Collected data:

//! Seeding from source files on disk

use noc_seeder::adapters::checkpoint::FileCheckpointStore;
use noc_seeder::adapters::database::{Backends, CheckpointStore, SeedStore};
use noc_seeder::adapters::memory::MemoryStore;
use noc_seeder::adapters::source::{FileSourceProvider, SourceProvider};
use noc_seeder::cli::commands::exit_code_for;
use noc_seeder::config::{parse_config, SeederConfig};
use noc_seeder::core::coordinator::RunCoordinator;
use noc_seeder::domain::{EntityKind, SeedError};
use std::fs;
use std::path::Path;
use std::sync::Arc;
use tempfile::TempDir;

const PROGRAMS: &str = r#"{
  "programs": [
    {
      "programId": 1042,
      "title": "Practical Nursing",
      "programAreaId": 7,
      "programArea": "Health",
      "credential": "Ontario College Diploma",
      "knownNocGroups": ["NOC_32101"]
    },
    {
      "programId": "1043",
      "title": "Computer Programming",
      "programAreaId": "9",
      "programArea": "Technology",
      "duration": "2 years",
      "credential": "Bachelor of Technology",
      "knownNocGroups": ["21232", "NOC_99999"]
    }
  ]
}"#;

const UNIT_GROUPS: &str = r#"[
  {
    "nocCode": 32101,
    "occupation": "Licensed practical nurses",
    "sections": [
      {"title": "Main duties", "items": ["Provide care"]},
      {"title": "Employment requirements", "items": ["Completion of a college program"]}
    ]
  },
  {"nocCode": "NOC_21232", "occupation": "Software developers and programmers"}
]"#;

const OUTLOOKS: &str = "\u{feff}NOC_Code;Economic Region Code;Economic Region Name;Province;Outlook;Employment Trends;Release Date;Language\n\
NOC_32101;3510;Ottawa;ON;Very good;Growing demand;2024-11-15;EN\n\
21232;3510.0;Ottawa;ON;3;;;\n\
;;;;;;;\n\
21232;5910;Vancouver Island;BC;Undetermined;;;\n";

fn write_sources(dir: &Path) -> SeederConfig {
    fs::write(dir.join("programs.json"), PROGRAMS).unwrap();
    fs::write(dir.join("unit_groups.json"), UNIT_GROUPS).unwrap();
    fs::write(dir.join("outlooks.csv"), OUTLOOKS).unwrap();

    parse_config(&format!(
        r#"
database_target = "memory"

[sources]
programs_path = "{dir}/programs.json"
unit_groups_path = "{dir}/unit_groups.json"
outlooks_path = "{dir}/outlooks.csv"
outlook_delimiter = ";"

[seed]
inter_batch_delay_ms = 0

[state]
checkpoint_path = "{dir}/state/checkpoints.json"
"#,
        dir = dir.display()
    ))
    .unwrap()
}

fn backends(store: &Arc<MemoryStore>, config: &SeederConfig) -> Backends {
    Backends {
        store: Arc::clone(store) as Arc<dyn SeedStore + Send + Sync>,
        checkpoints: Some(Arc::new(FileCheckpointStore::new(
            &config.state.checkpoint_path,
        ))),
        connection_ceiling: None,
    }
}

#[tokio::test]
async fn test_file_provider_reads_every_collection() {
    let dir = TempDir::new().unwrap();
    let config = write_sources(dir.path());
    let provider = FileSourceProvider::new(&config.sources);

    let sources = provider.load_all().await.unwrap();
    assert_eq!(sources.programs.len(), 2);
    assert_eq!(sources.unit_groups.len(), 2);
    // The all-blank row is dropped
    assert_eq!(sources.outlooks.len(), 3);
    assert_eq!(sources.outlooks[0].region_name.as_deref(), Some("Ottawa"));
    assert_eq!(sources.outlooks[1].release_date, None);
}

#[tokio::test]
async fn test_full_run_from_files() {
    let dir = TempDir::new().unwrap();
    let config = write_sources(dir.path());
    let store = Arc::new(MemoryStore::new());
    let provider = Arc::new(FileSourceProvider::new(&config.sources));

    let report = RunCoordinator::new(&config, backends(&store, &config), provider, false)
        .run()
        .await
        .unwrap();

    let snapshot = store.snapshot().unwrap();
    assert_eq!(snapshot.program_areas.len(), 2);
    assert_eq!(snapshot.programs.len(), 2);
    assert_eq!(snapshot.unit_groups.len(), 2);
    assert_eq!(snapshot.sections.len(), 2);
    assert_eq!(snapshot.regions.len(), 2);

    // "Undetermined" is not a rating
    let outlooks = report.result_for(EntityKind::Outlook).unwrap();
    assert_eq!((outlooks.created, outlooks.skipped), (2, 1));
    assert!(snapshot.outlooks.iter().any(|o| o.language == "en"));

    // NOC_99999 has no unit group
    let links = report.result_for(EntityKind::ProgramLink).unwrap();
    assert_eq!((links.created, links.skipped), (2, 1));

    let programming = snapshot
        .programs
        .iter()
        .find(|p| p.external_id == "1043")
        .unwrap();
    assert_eq!(programming.credential.as_str(), "DEGREE");
    assert_eq!(programming.duration, "2 years");

    let checkpoints = FileCheckpointStore::new(&config.state.checkpoint_path)
        .load_all()
        .await
        .unwrap();
    assert_eq!(checkpoints.len(), 5);
    assert!(checkpoints.iter().all(|c| c.source_fingerprint.is_some()));
}

#[tokio::test]
async fn test_changed_source_is_flagged_in_skip_plan() {
    let dir = TempDir::new().unwrap();
    let config = write_sources(dir.path());
    let store = Arc::new(MemoryStore::new());
    let provider = Arc::new(FileSourceProvider::new(&config.sources));

    RunCoordinator::new(&config, backends(&store, &config), provider.clone(), false)
        .run()
        .await
        .unwrap();

    let reordered = PROGRAMS.replace("1042", "2042");
    fs::write(dir.path().join("programs.json"), reordered).unwrap();

    let plan = RunCoordinator::new(&config, backends(&store, &config), provider, false)
        .skip_plan()
        .await;

    let programs = plan.entry(EntityKind::Program).unwrap();
    assert_eq!(programs.skip, 2);
    assert!(programs.fingerprint_changed);
    assert!(!plan.entry(EntityKind::UnitGroup).unwrap().fingerprint_changed);
}

#[tokio::test]
async fn test_missing_source_file_is_fatal() {
    let dir = TempDir::new().unwrap();
    let mut config = write_sources(dir.path());
    config.sources.outlooks_path = dir.path().join("absent.csv").display().to_string();
    let store = Arc::new(MemoryStore::new());
    let provider = Arc::new(FileSourceProvider::new(&config.sources));

    let err = RunCoordinator::new(&config, backends(&store, &config), provider, false)
        .run()
        .await
        .unwrap_err();

    assert!(matches!(err, SeedError::Source(_)));
    assert_eq!(exit_code_for(&err), 5);
    assert_eq!(store.upsert_calls(EntityKind::ProgramArea), 0);
}

#[tokio::test]
async fn test_malformed_json_names_the_file() {
    let dir = TempDir::new().unwrap();
    let config = write_sources(dir.path());
    fs::write(dir.path().join("unit_groups.json"), "{not json").unwrap();

    let err = FileSourceProvider::new(&config.sources)
        .unit_groups()
        .await
        .unwrap_err();

    assert!(err.to_string().contains("unit_groups.json"));
}
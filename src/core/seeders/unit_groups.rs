use super::mapping::map_unit_group;
use super::{skip_record, SeedContext, Seeder};
use crate::core::executor::{BatchResult, RecordOutcome};
use crate::core::retry::{execute_write, WriteOutcome};
use crate::domain::{EntityKind, Result, UnitGroupRecord, UnitGroupSection};
use async_trait::async_trait;
use futures::stream::{self, StreamExt};

/// Seeds unit groups and re-applies all of their sections
pub struct UnitGroupSeeder;

#[async_trait(?Send)]
impl Seeder for UnitGroupSeeder {
    fn entity(&self) -> EntityKind {
        EntityKind::UnitGroup
    }

    fn depends_on(&self) -> &'static [EntityKind] {
        &[]
    }

    async fn seed(&self, ctx: &SeedContext, skip: usize) -> Result<BatchResult> {
        let records = &ctx.sources.unit_groups;
        tracing::info!(unit_groups = records.len(), skip = skip, "Seeding unit groups");

        Ok(ctx
            .executor
            .run(self.entity().as_str(), records, skip, |record| {
                seed_unit_group(ctx, record)
            })
            .await)
    }
}

async fn seed_unit_group(ctx: &SeedContext, record: &UnitGroupRecord) -> Result<RecordOutcome> {
    let position = record.noc_code.as_deref().unwrap_or("<no code>");
    let mapped = match map_unit_group(record) {
        Ok(mapped) => mapped,
        Err(reason) => return Ok(skip_record(EntityKind::UnitGroup, position, &reason)),
    };

    if mapped.dropped_sections > 0 {
        tracing::warn!(
            code = %mapped.unit_group.code,
            dropped = mapped.dropped_sections,
            "Dropping sections without a title"
        );
    }

    let label = format!("unit_groups:{}", mapped.unit_group.code);
    let outcome = execute_write(&label, &ctx.retry, || {
        ctx.store.upsert_unit_group(&mapped.unit_group)
    })
    .await;

    // Sections need the parent row; a conflict means it is already there.
    if matches!(
        outcome,
        WriteOutcome::Written(_) | WriteOutcome::AlreadyExists(_)
    ) {
        upsert_sections(ctx, &mapped.sections).await;
    }

    Ok(outcome.record_outcome())
}

/// Upserts every section of one unit group with bounded concurrency
///
/// Failures are logged per section and never affect the parent's outcome.
async fn upsert_sections(ctx: &SeedContext, sections: &[UnitGroupSection]) {
    if sections.is_empty() {
        return;
    }

    let outcomes: Vec<bool> = stream::iter(sections)
        .map(|section| async move {
            let label = format!("unit_group_sections:{}/{}", section.parent_code, section.title);
            execute_write(&label, &ctx.retry, || ctx.store.upsert_section(section))
                .await
                .is_written()
        })
        .buffer_unordered(ctx.fanout_concurrency.max(1))
        .collect()
        .await;

    let failed = outcomes.iter().filter(|written| !**written).count();
    if failed > 0 {
        tracing::warn!(
            code = %sections[0].parent_code,
            sections = sections.len(),
            failed = failed,
            "Some sections were not written"
        );
    } else {
        tracing::debug!(
            code = %sections[0].parent_code,
            sections = sections.len(),
            "Sections written"
        );
    }
}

• **YOUR ASSIGNMENT**:
Copy all lines from the data above that contain the word "BatchResult".

• **RESPONSE TO THIS TASK**:
use crate::core::executor::{BatchResult, RecordOutcome};
    async fn seed(&self, ctx: &SeedContext, skip: usize) -> Result<BatchResult> {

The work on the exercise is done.